Salah satu obyek wisata budaya yang tidak boleh terlewatkan saat berkunjung ke Jawa Barat adalah Kampung Naga. Kampung Naga dihuni oleh sekelompok masyarakat yang sangat kuat memegang adat istiadat dan budaya peninggalan leluhurnya. Terlihat jelas perbedaan kehidupan di Kampung Naga bila dibandingkan dengan masyarakat lain di luar kampung tersebut. Kehidupan tradisional di Kampung Naga sangat kental dan serba teratur. Kampung tradisional ini termasuk kampung Legok Dage, Desa Neglasari Salawu, Kabupaten Tasikmalaya. Jarak tempuh dari Tasikmalaya ke Kampung Naga sekitar 30 km, sedangkan dari Garut berjarak 26 km. Kampung Naga terletak pada ruas jalan raya yang menghubungkan Tasikmalaya - Bandung melalui Garut, yaitu kurang lebih pada kilometer ke 30 ke arah Barat kota Tasikmalaya.

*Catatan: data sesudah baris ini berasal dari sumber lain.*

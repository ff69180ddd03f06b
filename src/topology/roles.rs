//! Node capability declaration: legacy `node_type` flags or `node_roles`.
//!
//! Node roles exist from Elasticsearch 7.10.0. The switch from flags to roles is
//! one-way: once a deployment's state records roles, later requests keep them.

use std::collections::BTreeMap;

use semver::Version;
use tracing::debug;

use crate::api::types::{NodeType, TopologyElement};

use super::{
    COLD, COORDINATING, FROZEN, HOT_CONTENT, MASTER, ML, ResolvedTier, TopologyError, WARM,
};

pub const NODE_ROLES_VERSION: Version = Version::new(7, 10, 0);

pub const DATA_ROLE_PREFIX: &str = "data_";
pub const MASTER_ROLE: &str = "master";
pub const INGEST_ROLE: &str = "ingest";

/// Outcome of comparing the previous and the requested version.
#[derive(Debug, Clone, Copy, PartialEq, Eq)]
pub enum NodeRoleMode {
    /// Target version predates node roles.
    Legacy,
    /// New deployment, or an upgrade crossing 7.10.0.
    NodeRoles,
    /// Both versions support node roles; keep whatever state already uses.
    Preserve,
}

/// How a deployment's state expresses node capabilities.
#[derive(Debug, Clone, Copy, PartialEq, Eq)]
pub enum Representation {
    NodeTypes,
    NodeRoles,
}

#[derive(Debug, Clone, Copy, Default, PartialEq, Eq)]
pub struct MigrationContext {
    pub prior: Option<Representation>,
    /// Any topology size differs from state in this request.
    pub size_changed: bool,
    /// Configuration lists `node_roles` explicitly.
    pub roles_declared: bool,
}

#[derive(Debug, Clone, PartialEq, Eq)]
pub enum Capabilities {
    NodeType(NodeType),
    NodeRoles(Vec<String>),
}

impl Capabilities {
    pub fn has_data(&self) -> bool {
        match self {
            Self::NodeType(flags) => flags.data == Some(true),
            Self::NodeRoles(roles) => roles.iter().any(|r| r.starts_with(DATA_ROLE_PREFIX)),
        }
    }

    /// Writes the declaration into the element, clearing the other representation.
    pub fn apply_to(&self, element: &mut TopologyElement) {
        match self {
            Self::NodeType(flags) => {
                element.node_type = Some(*flags);
                element.node_roles = None;
            }
            Self::NodeRoles(roles) => {
                element.node_roles = Some(roles.clone());
                element.node_type = None;
            }
        }
    }
}

fn parse_version(raw: &str) -> Result<Version, TopologyError> {
    Version::parse(raw.trim()).map_err(|source| TopologyError::InvalidVersion {
        version: raw.to_string(),
        source,
    })
}

/// Decides how capabilities are expressed given the previous and requested versions.
///
/// `old` is `None` (or empty) when the deployment is being created.
pub fn decide_node_role_mode(old: Option<&str>, new: &str) -> Result<NodeRoleMode, TopologyError> {
    let new = parse_version(new)?;
    let old = old
        .map(str::trim)
        .filter(|v| !v.is_empty())
        .map(parse_version)
        .transpose()?;

    if new < NODE_ROLES_VERSION {
        return Ok(NodeRoleMode::Legacy);
    }

    Ok(match old {
        None => NodeRoleMode::NodeRoles,
        Some(old) if old < NODE_ROLES_VERSION => NodeRoleMode::NodeRoles,
        Some(_) => NodeRoleMode::Preserve,
    })
}

pub fn use_node_roles(mode: NodeRoleMode, context: &MigrationContext) -> bool {
    match mode {
        NodeRoleMode::Legacy => false,
        NodeRoleMode::NodeRoles => true,
        NodeRoleMode::Preserve => match context.prior {
            Some(Representation::NodeTypes) => context.size_changed || context.roles_declared,
            Some(Representation::NodeRoles) | None => true,
        },
    }
}

pub fn default_roles(tier_id: &str) -> Vec<String> {
    let roles: &[&str] = match tier_id {
        HOT_CONTENT => &[
            MASTER_ROLE,
            INGEST_ROLE,
            "remote_cluster_client",
            "data_hot",
            "transform",
            "data_content",
        ],
        WARM => &["data_warm", "remote_cluster_client"],
        COLD => &["data_cold", "remote_cluster_client"],
        FROZEN => &["data_frozen"],
        ML => &["ml", "remote_cluster_client"],
        MASTER => &[MASTER_ROLE, "remote_cluster_client"],
        COORDINATING => &[INGEST_ROLE, "remote_cluster_client"],
        _ => &[],
    };
    roles.iter().map(|r| r.to_string()).collect()
}

pub fn default_node_type(tier_id: &str) -> NodeType {
    let (data, ingest, master, ml) = match tier_id {
        HOT_CONTENT => (true, true, true, false),
        WARM | COLD | FROZEN => (true, false, false, false),
        ML => (false, false, false, true),
        MASTER => (false, false, true, false),
        COORDINATING => (false, true, false, false),
        _ => (false, false, false, false),
    };
    NodeType {
        data: Some(data),
        ingest: Some(ingest),
        master: Some(master),
        ml: Some(ml),
    }
}

fn dedup_preserving_order(roles: Vec<String>) -> Vec<String> {
    let mut seen = Vec::with_capacity(roles.len());
    for role in roles {
        if !seen.contains(&role) {
            seen.push(role);
        }
    }
    seen
}

/// Role lists for the complete tier set.
///
/// A sized tier holding `master` (or `ingest`) without any data role is a dedicated
/// tier; its presence removes that role from every data tier holding it.
pub fn resolve_roles(tiers: &[ResolvedTier]) -> BTreeMap<String, Vec<String>> {
    tiers
        .iter()
        .map(|tier| tier.id.clone())
        .zip(roles_in_order(tiers))
        .collect()
}

fn roles_in_order(tiers: &[ResolvedTier]) -> Vec<Vec<String>> {
    let mut resolved: Vec<Vec<String>> = tiers
        .iter()
        .map(|tier| {
            let roles = tier
                .node_roles
                .clone()
                .unwrap_or_else(|| default_roles(&tier.id));
            dedup_preserving_order(roles)
        })
        .collect();

    let has_data = |roles: &[String]| roles.iter().any(|r| r.starts_with(DATA_ROLE_PREFIX));
    let holds = |roles: &[String], role: &str| roles.iter().any(|r| r == role);

    let mut dedicated_master = false;
    let mut dedicated_ingest = false;
    for (tier, roles) in tiers.iter().zip(&resolved) {
        if tier.size.is_zero() || has_data(roles) {
            continue;
        }
        dedicated_master |= holds(roles, MASTER_ROLE);
        dedicated_ingest |= holds(roles, INGEST_ROLE);
    }

    for (tier, roles) in tiers.iter().zip(resolved.iter_mut()) {
        if !has_data(roles) {
            continue;
        }
        if dedicated_master && holds(roles, MASTER_ROLE) {
            debug!(tier = %tier.id, "dedicated master tier present, dropping master role");
            roles.retain(|r| r != MASTER_ROLE);
        }
        if dedicated_ingest && holds(roles, INGEST_ROLE) {
            debug!(tier = %tier.id, "dedicated coordinating tier present, dropping ingest role");
            roles.retain(|r| r != INGEST_ROLE);
        }
    }

    resolved
}

/// Legacy flags per tier, unset flags filled from the tier's defaults.
pub fn resolve_node_types(tiers: &[ResolvedTier]) -> BTreeMap<String, NodeType> {
    tiers
        .iter()
        .map(|tier| (tier.id.clone(), node_type_for(tier)))
        .collect()
}

fn node_type_for(tier: &ResolvedTier) -> NodeType {
    let defaults = default_node_type(&tier.id);
    NodeType {
        data: tier.node_type.data.or(defaults.data),
        ingest: tier.node_type.ingest.or(defaults.ingest),
        master: tier.node_type.master.or(defaults.master),
        ml: tier.node_type.ml.or(defaults.ml),
    }
}

/// One capability declaration per tier, in the same order as `tiers`.
pub fn assign_capabilities(tiers: &[ResolvedTier], use_node_roles: bool) -> Vec<Capabilities> {
    if use_node_roles {
        roles_in_order(tiers)
            .into_iter()
            .map(Capabilities::NodeRoles)
            .collect()
    } else {
        tiers
            .iter()
            .map(|tier| Capabilities::NodeType(node_type_for(tier)))
            .collect()
    }
}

Di areal parkiran yang tertata apik terdapat plang besar bertuliskan ; Selamat Datang di Kampung Naga. Nama Naga bukan berarti ada legenda tentang naga di kampung ini melainkan karena letak kampung yang berada di gawir atau tebing (nang gawir). Kami disambut seorang pria berusia akhir 30 yang ternyata adalah guide bernama Cahyan. Mengetahui maksud kedatangan kami adalah untuk mengunjungi Kampung Naga, Pak Cahyan segera bersiap diri salah satunya dengan mengenakan blankon di kepalanya. Tak lama kami diajaknya menyusuri tangga menuju Kampung Naga.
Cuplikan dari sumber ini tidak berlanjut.